*Prompt*:
Between the line containing "only by this" and the line containing "use std::fmt;" lies a run of lines; give that run again exactly, with both of those lines, and nothing else from the entries below.

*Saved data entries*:
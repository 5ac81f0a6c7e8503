//! The dataset source contract.
//!
//! A [`Source`] is the abstract per-entry data provider a [`crate::Dataflow`]
//! loads. It offers partition information, dataset- and slot-scoped
//! lifecycle hooks, and typed column readers. Concrete readers (JSON, CSV,
//! Parquet, row-binding adapters) are deliberately out of scope for this
//! crate -- they are external collaborators, specified only by this
//! interface. The one concrete implementation the crate ships,
//! [`crate::testing::VecSource`], exists purely to make the engine testable
//! end-to-end.

use crate::error::{QueryosityError, Result};
use crate::partition::Partition;
use std::any::Any;
use std::fmt;

/// A per-slot typed column reader produced by [`Source::open_column`].
///
/// The reader may cache internally; the calling column's own cache
/// enforces the per-entry single-evaluation guarantee regardless of what
/// the reader does.
pub trait ColumnReader<T>: Send {
    /// Read the value for `(slot, entry)`.
    fn read(&mut self, slot: u32, entry: u64) -> T;
}

/// Blanket impl so any `FnMut(u32, u64) -> T` closure is usable directly as
/// a reader, since most readers are thin wrappers around a single `read`
/// call anyway.
impl<T, F: FnMut(u32, u64) -> T + Send> ColumnReader<T> for F {
    fn read(&mut self, slot: u32, entry: u64) -> T {
        self(slot, entry)
    }
}

/// The abstract per-entry dataset provider.
///
/// Implementors must be `Send + Sync`: sources are shared across slots and
/// their per-slot methods may be called concurrently from different
/// threads, one thread per slot.
pub trait Source: Send + Sync {
    /// Advisory: informs the source of intended concurrency.
    fn parallelize(&self, _n_slots: u32) {}

    /// This source's view of the dataset's partition. May be empty, in
    /// which case the source relinquishes partition control to other
    /// loaded sources but must still answer `execute_slot` for whatever
    /// entries the processor ultimately assigns.
    fn partition(&self) -> Partition {
        Partition::new()
    }

    /// Dataset-scoped lifecycle, called once before the entry loop begins.
    fn initialize(&self) {}

    /// Dataset-scoped lifecycle, called once after the entry loop ends.
    fn finalize(&self) {}

    /// Per-slot lifecycle, called once before that slot's range begins.
    fn initialize_slot(&self, _slot: u32, _begin: u64, _end: u64) {}

    /// Per-slot lifecycle, called once for every entry advance.
    fn execute_slot(&self, _slot: u32, _entry: u64) {}

    /// Per-slot lifecycle, called once after that slot's range ends.
    fn finalize_slot(&self, _slot: u32) {}

    /// Produce a per-slot typed column reader bound to `name`.
    ///
    /// Implementations must validate eagerly: an unknown name is
    /// [`QueryosityError::MissingColumn`], a known name of the wrong type
    /// is [`QueryosityError::TypeMismatch`] -- both surfaced at builder
    /// time, by checking the type token before returning a reader, rather
    /// than deferred to first read.
    fn open_column(&self, slot: u32, name: &str, type_name: &'static str) -> Result<Box<dyn Any + Send>>;
}

/// Helper for `Source::open_column` implementors: box a concrete reader
/// as a type-erased trait object the caller can later downcast via
/// [`downcast_reader`].
pub fn box_reader<T: 'static, R: ColumnReader<T> + 'static>(reader: R) -> Box<dyn Any + Send> {
    let typed: Box<dyn ColumnReader<T>> = Box::new(reader);
    Box::new(typed) as Box<dyn Any + Send>
}

/// Downcast a boxed reader produced by [`box_reader`] back to its concrete
/// reader type, raising [`QueryosityError::TypeMismatch`] on failure.
pub fn downcast_reader<T: 'static>(
    boxed: Box<dyn Any + Send>,
    name: &str,
) -> Result<Box<dyn ColumnReader<T>>> {
    boxed
        .downcast::<Box<dyn ColumnReader<T>>>()
        .map(|b| *b)
        .map_err(|_| QueryosityError::TypeMismatch {
            name: name.to_string(),
            expected: std::any::type_name::<T>(),
        })
}

impl fmt::Debug for dyn Source {
    fn fmt(&self, f: &mut fmt::Formatter<'_>) -> fmt::Result {
        write!(f, "<dyn Source>")
    }
}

*Result for this task*:
//! crate -- they are external collaborators, specified only by this
//! interface. The one concrete implementation the crate ships,
//! [`crate::testing::VecSource`], exists purely to make the engine testable
//! end-to-end.

use crate::error::{QueryosityError, Result};
use crate::partition::Partition;
use std::any::Any;
use std::fmt;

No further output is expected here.